• [Aim of the task]
With the entries below as the source, tally the lines that contain the string "types" and give the number only.

Data records:
*** Block opens ***
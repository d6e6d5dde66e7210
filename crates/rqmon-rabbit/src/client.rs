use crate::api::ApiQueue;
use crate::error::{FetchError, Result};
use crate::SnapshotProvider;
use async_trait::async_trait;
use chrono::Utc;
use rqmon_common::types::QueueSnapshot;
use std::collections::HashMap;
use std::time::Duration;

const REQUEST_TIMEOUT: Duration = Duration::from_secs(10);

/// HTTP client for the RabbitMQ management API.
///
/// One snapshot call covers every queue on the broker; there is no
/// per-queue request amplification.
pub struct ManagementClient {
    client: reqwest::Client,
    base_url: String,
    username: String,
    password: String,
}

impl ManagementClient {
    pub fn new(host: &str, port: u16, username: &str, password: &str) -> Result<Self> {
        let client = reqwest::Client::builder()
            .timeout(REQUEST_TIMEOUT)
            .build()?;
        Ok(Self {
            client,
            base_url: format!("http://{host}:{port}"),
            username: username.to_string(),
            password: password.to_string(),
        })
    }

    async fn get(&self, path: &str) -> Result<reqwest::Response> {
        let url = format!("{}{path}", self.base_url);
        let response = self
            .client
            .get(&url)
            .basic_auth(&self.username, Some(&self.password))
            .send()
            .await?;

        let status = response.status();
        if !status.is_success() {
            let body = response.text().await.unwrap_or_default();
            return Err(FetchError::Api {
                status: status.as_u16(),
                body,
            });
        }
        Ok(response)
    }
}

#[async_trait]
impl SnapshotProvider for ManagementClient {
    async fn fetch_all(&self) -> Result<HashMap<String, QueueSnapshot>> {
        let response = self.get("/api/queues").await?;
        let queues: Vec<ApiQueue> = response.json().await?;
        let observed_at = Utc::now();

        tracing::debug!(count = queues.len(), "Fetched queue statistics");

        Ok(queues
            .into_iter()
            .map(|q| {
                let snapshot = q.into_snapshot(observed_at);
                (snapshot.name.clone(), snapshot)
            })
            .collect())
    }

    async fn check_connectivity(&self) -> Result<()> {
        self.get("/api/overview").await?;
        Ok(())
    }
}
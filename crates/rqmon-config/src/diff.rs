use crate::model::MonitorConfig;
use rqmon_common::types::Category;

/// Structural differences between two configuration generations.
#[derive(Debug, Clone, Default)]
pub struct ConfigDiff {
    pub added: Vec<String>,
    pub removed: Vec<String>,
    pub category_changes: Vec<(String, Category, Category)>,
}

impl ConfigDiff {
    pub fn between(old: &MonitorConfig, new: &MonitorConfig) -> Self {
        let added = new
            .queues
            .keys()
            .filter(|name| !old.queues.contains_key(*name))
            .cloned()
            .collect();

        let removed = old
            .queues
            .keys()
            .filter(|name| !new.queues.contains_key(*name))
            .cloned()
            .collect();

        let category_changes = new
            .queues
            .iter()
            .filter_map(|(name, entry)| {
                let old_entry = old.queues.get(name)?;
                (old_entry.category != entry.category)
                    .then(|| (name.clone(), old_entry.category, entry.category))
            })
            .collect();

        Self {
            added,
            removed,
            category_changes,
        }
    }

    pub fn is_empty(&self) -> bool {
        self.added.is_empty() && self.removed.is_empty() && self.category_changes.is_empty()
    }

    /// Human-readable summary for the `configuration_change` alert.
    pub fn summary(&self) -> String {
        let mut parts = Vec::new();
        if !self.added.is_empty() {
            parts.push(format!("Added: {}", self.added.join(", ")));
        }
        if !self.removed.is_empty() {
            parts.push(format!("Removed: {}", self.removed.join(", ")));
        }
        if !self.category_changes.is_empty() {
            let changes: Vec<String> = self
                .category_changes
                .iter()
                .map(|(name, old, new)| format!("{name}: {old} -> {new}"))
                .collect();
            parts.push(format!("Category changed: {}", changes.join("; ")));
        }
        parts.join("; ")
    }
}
*** Block closes ***
• [Exercise output]
2